Flair: FlairEmbeddings for long sequences

Created on 13 Jan 2019 · 18Comments · Source: flairNLP/flair

Several users have reported that if a paragraph consists of a very long sequence of words and we are training on GPU, we get CUDA out of memory issues (#332 #376). The problem is that a batch gets padded to the longest sequence and the full sequence x batch then put through the LSTM at the same time.

An alternative implementation would split sequences into chunks of a maximum length and put them through the LSTM sequentially, by always initializing its hidden state with the output state of the previous chunk. Basically, the same way we currently do it for training the language model.

enhancement

Source

alanakbik

👍5

Most helpful comment

We'll make it a priority! :) Hoping to have this ready for 0.4.1!

alanakbik on 21 Jan 2019

❤2

All 18 comments

This would be a great fix! As temp. workaround I tried using fold and sed to limit the characters per line. Tip: do not use fold, because this could lead to broken utf-8 characters!
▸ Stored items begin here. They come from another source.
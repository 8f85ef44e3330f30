use bigdecimal::BigDecimal;
use chrono::{DateTime, NaiveDate, NaiveDateTime, Utc};
use serde_json::{Map, Number, Value};
use sqlx::postgres::PgRow;
use sqlx::{Column, Row, TypeInfo};

/// Convert a row of unknown shape into a field-keyed JSON record, preserving
/// the store's column order and naming. Used where no typed model exists:
/// stored-procedure result sets are passed back verbatim. A value that fails
/// to decode is an error, not a NULL; the caller owns the failure boundary.
pub fn row_to_record(row: &PgRow) -> Result<Map<String, Value>, sqlx::Error> {
    let mut record = Map::new();
    for column in row.columns() {
        let i = column.ordinal();
        let value = match column.type_info().name() {
            "INT2" => row.try_get::<Option<i16>, _>(i)?.map(Value::from),
            "INT4" => row.try_get::<Option<i32>, _>(i)?.map(Value::from),
            "INT8" => row.try_get::<Option<i64>, _>(i)?.map(Value::from),
            "FLOAT4" => row
                .try_get::<Option<f32>, _>(i)?
                .map(|v| Value::from(v as f64)),
            "FLOAT8" => row.try_get::<Option<f64>, _>(i)?.map(Value::from),
            "NUMERIC" => row
                .try_get::<Option<BigDecimal>, _>(i)?
                .map(decimal_to_value),
            "BOOL" => row.try_get::<Option<bool>, _>(i)?.map(Value::from),
            "DATE" => row
                .try_get::<Option<NaiveDate>, _>(i)?
                .map(|d| Value::from(d.to_string())),
            "TIMESTAMP" => row
                .try_get::<Option<NaiveDateTime>, _>(i)?
                .map(|t| Value::from(t.to_string())),
            "TIMESTAMPTZ" => row
                .try_get::<Option<DateTime<Utc>>, _>(i)?
                .map(|t| Value::from(t.to_rfc3339())),
            "JSON" | "JSONB" => row.try_get::<Option<Value>, _>(i)?,
            // TEXT, VARCHAR, BPCHAR, NAME and anything else textual
            _ => row.try_get::<Option<String>, _>(i)?.map(Value::from),
        };
        record.insert(column.name().to_string(), value.unwrap_or(Value::Null));
    }
    Ok(record)
}

/// Aggregate totals fit in f64; fall back to the exact string form when a
/// value does not round-trip as a JSON number.
fn decimal_to_value(decimal: BigDecimal) -> Value {
    let text = decimal.to_string();
    match text.parse::<f64>().ok().and_then(Number::from_f64) {
        Some(n) => Value::Number(n),
        None => Value::String(text),
    }
}
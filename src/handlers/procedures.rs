use serde_json::{Map, Value};

use crate::database::manager::DatabaseManager;
use crate::database::rows::row_to_record;
use crate::error::ApiError;
use crate::response::{ApiResponse, ApiResult};

/// Run one parameterless stored procedure and pass its result set back
/// verbatim: no transformation, filtering, or pagination. Every failure is a
/// 500 carrying the raw error text; the caller cannot tell a missing
/// procedure from a lost connection, and that boundary is deliberate.
pub(crate) async fn call_procedure(name: &str) -> ApiResult<Vec<Map<String, Value>>> {
    let pool = DatabaseManager::pool()
        .await
        .map_err(|e| ApiError::internal_server_error(e.to_string()))?;

    let sql = format!("SELECT * FROM {}()", name);
    let rows = sqlx::query(&sql)
        .fetch_all(&pool)
        .await
        .map_err(|e| ApiError::internal_server_error(e.to_string()))?;

    let records = rows
        .iter()
        .map(row_to_record)
        .collect::<Result<Vec<_>, _>>()
        .map_err(|e| ApiError::internal_server_error(e.to_string()))?;

    Ok(ApiResponse::success(records))
}

/// GET /api/procedures/department-service-count
pub async fn department_service_count() -> ApiResult<Vec<Map<String, Value>>> {
    call_procedure("sp_department_service_count").await
}

/// GET /api/procedures/pending-requests
pub async fn pending_requests() -> ApiResult<Vec<Map<String, Value>>> {
    call_procedure("sp_pending_requests").await
}

/// GET /api/procedures/payment-summary
pub async fn payment_summary() -> ApiResult<Vec<Map<String, Value>>> {
    call_procedure("sp_payment_summary").await
}

/// GET /api/procedures/grievances-by-department
pub async fn grievances_by_department() -> ApiResult<Vec<Map<String, Value>>> {
    call_procedure("sp_grievances_by_department").await
}
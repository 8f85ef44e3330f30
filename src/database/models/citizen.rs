use serde::{Deserialize, Serialize};
use sqlx::postgres::PgArguments;
use sqlx::query::Query;
use sqlx::{FromRow, Postgres};

use crate::database::resource::Resource;

#[derive(Debug, Clone, Serialize, Deserialize, FromRow)]
pub struct Citizen {
    pub citizen_id: i32,
    pub name: String,
    pub contact: Option<String>,
    pub address: Option<String>,
}

/// Create payload: everything but the identity. A store trigger rejects
/// empty names; this layer does not duplicate that rule.
#[derive(Debug, Clone, Deserialize)]
pub struct CitizenCreate {
    pub name: String,
    pub contact: Option<String>,
    pub address: Option<String>,
}

impl Resource for Citizen {
    type Row = Citizen;
    type Create = CitizenCreate;

    const TABLE: &'static str = "citizen";
    const ID_COLUMN: &'static str = "citizen_id";
    const INSERT_COLUMNS: &'static [&'static str] = &["name", "contact", "address"];

    fn bind_insert<'q>(
        query: Query<'q, Postgres, PgArguments>,
        payload: &Self::Create,
    ) -> Query<'q, Postgres, PgArguments> {
        query
            .bind(payload.name.clone())
            .bind(payload.contact.clone())
            .bind(payload.address.clone())
    }
}
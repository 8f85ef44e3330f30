use serde::{de::DeserializeOwned, Serialize};
use sqlx::postgres::{PgArguments, PgRow};
use sqlx::query::Query;
use sqlx::{FromRow, PgPool, Postgres};

use crate::database::manager::DbError;

/// Shape of one REST-exposed entity: its table, identity column, and the
/// columns a create payload supplies. One `ResourceStore` implementation
/// serves every entity through this trait.
pub trait Resource: Send + Sync + 'static {
    type Row: for<'r> FromRow<'r, PgRow> + Serialize + Send + Unpin;
    type Create: DeserializeOwned + Send + Sync;

    const TABLE: &'static str;
    const ID_COLUMN: &'static str;
    /// Insert columns in bind order, identity excluded
    const INSERT_COLUMNS: &'static [&'static str];

    /// Bind the create payload's fields in `INSERT_COLUMNS` order
    fn bind_insert<'q>(
        query: Query<'q, Postgres, PgArguments>,
        payload: &Self::Create,
    ) -> Query<'q, Postgres, PgArguments>;
}

pub struct ResourceStore<R: Resource> {
    pool: PgPool,
    _marker: std::marker::PhantomData<R>,
}

impl<R: Resource> ResourceStore<R> {
    pub fn new(pool: PgPool) -> Self {
        Self {
            pool,
            _marker: std::marker::PhantomData,
        }
    }

    /// List rows in identity order with offset/limit windowing
    pub async fn list(&self, skip: i64, limit: i64) -> Result<Vec<R::Row>, DbError> {
        let sql = Self::list_sql();
        let rows = sqlx::query_as::<_, R::Row>(&sql)
            .bind(limit)
            .bind(skip)
            .fetch_all(&self.pool)
            .await?;
        Ok(rows)
    }

    /// Create one row. The identity is computed as max + 1 inside a
    /// SERIALIZABLE transaction: concurrent creates either serialize or fail
    /// with a conflict, never commit a duplicate identity. Trigger and
    /// constraint rejections abort the transaction (rolled back on drop) and
    /// bubble up with the engine's message intact.
    pub async fn create(&self, payload: &R::Create) -> Result<R::Row, DbError> {
        let mut tx = self.pool.begin().await?;

        sqlx::query("SET TRANSACTION ISOLATION LEVEL SERIALIZABLE")
            .execute(&mut *tx)
            .await?;

        let max_sql = format!(
            "SELECT COALESCE(MAX({}), 0) + 1 FROM {}",
            R::ID_COLUMN,
            R::TABLE
        );
        let next_id: i32 = sqlx::query_scalar(&max_sql).fetch_one(&mut *tx).await?;

        let insert_sql = Self::insert_sql();
        let insert = R::bind_insert(sqlx::query(&insert_sql).bind(next_id), payload);
        insert.execute(&mut *tx).await?;

        // Re-read so store-computed defaults land in the response
        let select_sql = format!(
            "SELECT * FROM {} WHERE {} = $1",
            R::TABLE,
            R::ID_COLUMN
        );
        let row = sqlx::query_as::<_, R::Row>(&select_sql)
            .bind(next_id)
            .fetch_one(&mut *tx)
            .await?;

        tx.commit().await?;
        Ok(row)
    }

    /// Fetch one row by identity
    pub async fn get(&self, id: i32) -> Result<Option<R::Row>, DbError> {
        let sql = format!(
            "SELECT * FROM {} WHERE {} = $1",
            R::TABLE,
            R::ID_COLUMN
        );
        let row = sqlx::query_as::<_, R::Row>(&sql)
            .bind(id)
            .fetch_optional(&self.pool)
            .await?;
        Ok(row)
    }

    /// Full update of one row (fields minus identity). Returns None when the
    /// identity does not exist; store rejections bubble up with the engine's
    /// message, same as create.
    pub async fn update(&self, id: i32, payload: &R::Create) -> Result<Option<R::Row>, DbError> {
        let sql = Self::update_sql();
        let query = R::bind_insert(sqlx::query(&sql).bind(id), payload);
        match query.fetch_optional(&self.pool).await? {
            Some(row) => Ok(Some(R::Row::from_row(&row)?)),
            None => Ok(None),
        }
    }

    /// Delete one row by identity, returning it. None when absent.
    pub async fn delete(&self, id: i32) -> Result<Option<R::Row>, DbError> {
        let sql = format!(
            "DELETE FROM {} WHERE {} = $1 RETURNING *",
            R::TABLE,
            R::ID_COLUMN
        );
        let row = sqlx::query_as::<_, R::Row>(&sql)
            .bind(id)
            .fetch_optional(&self.pool)
            .await?;
        Ok(row)
    }

    fn list_sql() -> String {
        format!(
            "SELECT * FROM {} ORDER BY {} LIMIT $1 OFFSET $2",
            R::TABLE,
            R::ID_COLUMN
        )
    }

    fn insert_sql() -> String {
        let placeholders: Vec<String> = (0..R::INSERT_COLUMNS.len())
            .map(|i| format!("${}", i + 2))
            .collect();
        format!(
            "INSERT INTO {} ({}, {}) VALUES ($1, {})",
            R::TABLE,
            R::ID_COLUMN,
            R::INSERT_COLUMNS.join(", "),
            placeholders.join(", ")
        )
    }

    fn update_sql() -> String {
        let assignments: Vec<String> = R::INSERT_COLUMNS
            .iter()
            .enumerate()
            .map(|(i, col)| format!("{} = ${}", col, i + 2))
            .collect();
        format!(
            "UPDATE {} SET {} WHERE {} = $1 RETURNING *",
            R::TABLE,
            assignments.join(", "),
            R::ID_COLUMN
        )
    }
}
use std::process::{Child, Command, Stdio};
use std::sync::OnceLock;
use std::time::{Duration, Instant};

use anyhow::{Context, Result};
use reqwest::StatusCode;

static SERVER: OnceLock<TestServer> = OnceLock::new();

pub struct TestServer {
    #[allow(dead_code)]
    pub port: u16,
    pub base_url: String,
    #[allow(dead_code)]
    child: Child,
}

/// These suites drive a live server over HTTP, and the server refuses to
/// start without a reachable store. Skip when no database is configured.
#[allow(dead_code)]
pub fn db_configured() -> bool {
    std::env::var("DATABASE_URL").is_ok()
}

impl TestServer {
    fn spawn() -> Result<Self> {
        // Pick an unused port for isolation
        let port = portpicker::pick_unused_port().context("failed to pick free port")?;
        let base_url = format!("http://127.0.0.1:{}", port);

        // Spawn the already-built binary to keep start fast during tests
        // Assumes debug profile; adjust if you run tests with --release
        let mut cmd = Command::new("target/debug/citizen-service-api");
        cmd.env("API_PORT", port.to_string())
            .stdin(Stdio::null())
            .stdout(Stdio::inherit())
            .stderr(Stdio::inherit());

        // Inherit environment so the server sees DATABASE_URL from .env
        let child = cmd.spawn().context("failed to spawn server binary")?;

        Ok(Self {
            port,
            base_url,
            child,
        })
    }

    async fn wait_ready(&self, timeout: Duration) -> Result<()> {
        let client = reqwest::Client::new();
        let deadline = Instant::now() + timeout;
        loop {
            if Instant::now() > deadline {
                break;
            }
            let url = format!("{}/health", self.base_url);
            if let Ok(resp) = client.get(&url).send().await {
                if resp.status() == StatusCode::OK
                    || resp.status() == StatusCode::SERVICE_UNAVAILABLE
                {
                    return Ok(());
                }
            }
            tokio::time::sleep(Duration::from_millis(150)).await;
        }
        anyhow::bail!(
            "server did not become ready on {} within {:?}",
            self.base_url,
            timeout
        )
    }
}

pub async fn ensure_server() -> Result<&'static TestServer> {
    let server = SERVER.get_or_init(|| TestServer::spawn().expect("failed to spawn server binary"));
    server.wait_ready(Duration::from_secs(10)).await?;
    Ok(server)
}
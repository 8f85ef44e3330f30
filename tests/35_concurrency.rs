mod common;

use anyhow::Result;
use reqwest::StatusCode;
use serde_json::{json, Value};

/// Identity assignment reads MAX+1 inside a serializable transaction, so two
/// concurrent creates may serialize (two distinct identities) or one may fail
/// with an observable conflict. What must never happen: a success body with a
/// missing or duplicated identity.
#[tokio::test]
async fn concurrent_creates_never_produce_silent_duplicates() -> Result<()> {
    if !common::db_configured() {
        eprintln!("skipping: DATABASE_URL not set");
        return Ok(());
    }
    let server = common::ensure_server().await?;
    let client = reqwest::Client::new();

    // Targets for the foreign keys
    let citizen = client
        .post(format!("{}/api/citizens", server.base_url))
        .json(&json!({ "name": "Ravi Kumar" }))
        .send()
        .await?
        .json::<Value>()
        .await?;
    let citizen_id = citizen["data"]["citizen_id"]
        .as_i64()
        .expect("citizen create must succeed before the concurrency run");

    let service = client
        .post(format!("{}/api/services", server.base_url))
        .json(&json!({ "name": "Birth Certificate", "fee": 50.0 }))
        .send()
        .await?
        .json::<Value>()
        .await?;
    let service_id = service["data"]["service_id"]
        .as_i64()
        .expect("service create must succeed before the concurrency run");

    let payload = json!({
        "citizen_id": citizen_id,
        "service_id": service_id,
        "status": "Pending",
        "request_date": "2025-02-01"
    });

    let url = format!("{}/api/service-requests", server.base_url);
    let (a, b) = tokio::join!(
        client.post(&url).json(&payload).send(),
        client.post(&url).json(&payload).send(),
    );

    let mut ids = Vec::new();
    for res in [a?, b?] {
        let status = res.status();
        let body = res.json::<Value>().await?;
        match status {
            StatusCode::CREATED => {
                let id = body["data"]["request_id"]
                    .as_i64()
                    .expect("success body must carry an identity");
                assert!(id > 0, "identity must be positive: {}", body);
                ids.push(id);
            }
            // Visible collision is a legitimate outcome
            StatusCode::CONFLICT | StatusCode::BAD_REQUEST => {
                assert_eq!(body["success"], false, "body: {}", body);
            }
            other => panic!("unexpected status {}: {}", other, body),
        }
    }

    if ids.len() == 2 {
        assert_ne!(ids[0], ids[1], "duplicate identities handed out silently");
    }

    Ok(())
}
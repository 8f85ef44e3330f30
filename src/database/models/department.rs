use serde::{Deserialize, Serialize};
use sqlx::postgres::PgArguments;
use sqlx::query::Query;
use sqlx::{FromRow, Postgres};

use crate::database::resource::Resource;

#[derive(Debug, Clone, Serialize, Deserialize, FromRow)]
pub struct Department {
    pub department_id: i32,
    pub name: String,
}

#[derive(Debug, Clone, Deserialize)]
pub struct DepartmentCreate {
    pub name: String,
}

impl Resource for Department {
    type Row = Department;
    type Create = DepartmentCreate;

    const TABLE: &'static str = "department";
    const ID_COLUMN: &'static str = "department_id";
    const INSERT_COLUMNS: &'static [&'static str] = &["name"];

    fn bind_insert<'q>(
        query: Query<'q, Postgres, PgArguments>,
        payload: &Self::Create,
    ) -> Query<'q, Postgres, PgArguments> {
        query.bind(payload.name.clone())
    }
}
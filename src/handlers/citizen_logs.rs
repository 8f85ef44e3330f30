use crate::database::manager::DatabaseManager;
use crate::database::models::CitizenLog;
use crate::response::{ApiResponse, ApiResult};

/// Hard cap on returned log rows
const LOG_LIMIT: i64 = 50;

/// GET /api/citizen-logs - most recent trigger-written log rows, newest
/// first, joined with the citizen display name. Read-only surface: the store
/// trigger owns citizen_log and no write endpoint exists for it.
pub async fn list_citizen_logs() -> ApiResult<Vec<CitizenLog>> {
    let pool = DatabaseManager::pool().await?;

    let logs = sqlx::query_as::<_, CitizenLog>(
        "SELECT cl.log_id, cl.citizen_id, c.name AS citizen_name, \
                cl.total_services, cl.log_date \
         FROM citizen_log cl \
         JOIN citizen c ON c.citizen_id = cl.citizen_id \
         ORDER BY cl.log_date DESC \
         LIMIT $1",
    )
    .bind(LOG_LIMIT)
    .fetch_all(&pool)
    .await?;

    Ok(ApiResponse::success(logs))
}
mod common;

use anyhow::Result;
use reqwest::StatusCode;
use serde_json::Value;

const PROCEDURE_PATHS: &[&str] = &[
    "/api/procedures/department-service-count",
    "/api/procedures/pending-requests",
    "/api/procedures/payment-summary",
    "/api/procedures/grievances-by-department",
];

/// The proxy either passes the procedure's rows through untouched or fails
/// wholesale with a 500 carrying the raw error text. There is no partial
/// body and no other status on this surface.
#[tokio::test]
async fn procedure_proxy_is_all_or_nothing() -> Result<()> {
    if !common::db_configured() {
        eprintln!("skipping: DATABASE_URL not set");
        return Ok(());
    }
    let server = common::ensure_server().await?;
    let client = reqwest::Client::new();

    for path in PROCEDURE_PATHS {
        let res = client
            .get(format!("{}{}", server.base_url, path))
            .send()
            .await?;
        let status = res.status();
        let body = res.json::<Value>().await?;

        match status {
            StatusCode::OK => {
                assert_eq!(body["success"], true, "{}: {}", path, body);
                assert!(
                    body["data"].is_array(),
                    "{}: rows must come back as an array: {}",
                    path,
                    body
                );
            }
            StatusCode::INTERNAL_SERVER_ERROR => {
                // Procedure missing or store unreachable: coarse boundary
                assert_eq!(body["success"], false, "{}: {}", path, body);
                assert!(
                    !body["error"].as_str().unwrap_or("").is_empty(),
                    "{}: raw error text must be attached: {}",
                    path,
                    body
                );
                assert!(
                    body.get("data").is_none(),
                    "{}: no partial body on failure: {}",
                    path,
                    body
                );
            }
            other => panic!("{}: unexpected status {}: {}", path, other, body),
        }
    }

    Ok(())
}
In a recent experiment I limited the max. characters per line to 10,000 using: sed -e 's/.\{10000\}/&\n/g'. One disadvantage was, that this took several hours for a dataset that has a size of 7G.

So a "native" solution in flair would be highly appreciated :)

stefan-it on 21 Jan 2019

We'll make it a priority! :) Hoping to have this ready for 0.4.1!

alanakbik on 21 Jan 2019

❤2

Long "words" could also be a problem, e.g. I had the following "words" in my training examples:

Format: number of characters, word

348 (10E,14E,16E,22Z)-2,6-Didesoxi-4-O-(2,6-didesoxi-3-O-metil-α-L-arabino-hexopiranosil)-3-O-metil-α-L-arabino-hexopiranósido(1R,4S,5'S,6S,6'R,8R,12S,13S,20R,21R,24S)-21,24-di-hidroxi-6'-isopropil-5',11,13,22-tetrametil-2-oxo-3,7,19-trioxatetraciclo[15.6.1.14,8.020,24]pentacosa-10,14,16,22-tetraeno-6-espiro-2'-(5',6'-di-hidro-2'H-piran)-12-ílico
288 N-acetil-O-terc-butil-L-tirosil-O-terc-butil-L-treonil-O-terc-butil-L-seril-L-leucil-L-isoleucil-N1-tritil-L-histidil-O-terc-butil-L-seril-L-leucil-L-isoleucil-α-L-glutamil-α-L-glutamil-O-terc-butil-L-seril-N-tritil-L-glutaminil-N-tritil-L-asparaginil-N-tritil-L-glutaminil-L-glutamina,
283 (2S,3aR,5aS,5bS,9S,13S,14R,16aS,16bS)-2-(6-deoxy-2,3,4-tri-O-methyl-α-l-mannopyranosyloxy)-13-(4-dimethylamino-2,3,4,6-tetradeoxy-β-d-erythropyranosyloxy)-9-ethyl-2,3,3a,5a,5b,6,7,9,10,11,12,13,14,15,16a,16b-hexadecahydro-4,14-dimethyl-1H-8-oxacyclododeca[b]as-indacene-7,15-dione;
278 (2R,3aS,5aR,5bS,9S,13S,14R,16aS,16bR)-2-(6-deoxy-2,3,4-tri-O-methyl-α-l-mannopyranosyloxy)-13-(4-dimethylamino-2,3,4,6-tetradeoxy-β-d-erythropyranosyloxy)-9-ethyl-2,3,3a,5a,5b,6,7,9,10,11,12,13,14,15,16a,16b-hexadecahydro-14-methyl-1H-8-oxacyclododeca[b]as-indacene-7,15-dione

That could also lead to out of memory errors 😒

stefan-it on 31 Jan 2019

Oh wow - yeah words like this could be problematic. We have to think about how best to handle this...

alanakbik on 31 Jan 2019

The just merged PR hopefully addresses this problem and should also work for long words.

alanakbik on 2 Feb 2019

@alanakbik Still having the same problem. The CUDA gpu memory gets full and the training gets stuck. The data may have both long words and long sentences.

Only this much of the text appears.